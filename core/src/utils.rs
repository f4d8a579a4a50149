//! Utility functions and types.

use std::fmt::Debug;

/// Redacts a secret for `Debug` output.
///
/// - Empty input is printed as `EMPTY`.
/// - Input shorter than 12 characters is fully masked.
/// - Otherwise only the first and last three characters are kept.
///
/// Access keys are base64 text, so slicing at byte offsets is safe for them;
/// non-ASCII input is fully masked instead of risking a split character.
pub struct Redact<'a>(&'a str);

impl<'a> From<&'a str> for Redact<'a> {
    fn from(value: &'a str) -> Self {
        Redact(value)
    }
}

impl<'a> From<&'a String> for Redact<'a> {
    fn from(value: &'a String) -> Self {
        Redact(value.as_str())
    }
}

impl<'a> From<&'a Option<String>> for Redact<'a> {
    fn from(value: &'a Option<String>) -> Self {
        match value {
            None => Redact(""),
            Some(v) => Redact(v),
        }
    }
}

impl Debug for Redact<'_> {
    fn fmt(&self, f: &mut std::fmt::Formatter<'_>) -> std::fmt::Result {
        let length = self.0.len();
        if length == 0 {
            f.write_str("EMPTY")
        } else if length < 12 || !self.0.is_ascii() {
            f.write_str("***")
        } else {
            f.write_str(&self.0[..3])?;
            f.write_str("***")?;
            f.write_str(&self.0[length - 3..])
        }
    }
}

_Work instructions_. Copy each line of the preceding material that contains "EMPTY".

_Output below_.
/// - Empty input is printed as `EMPTY`.
            f.write_str("EMPTY")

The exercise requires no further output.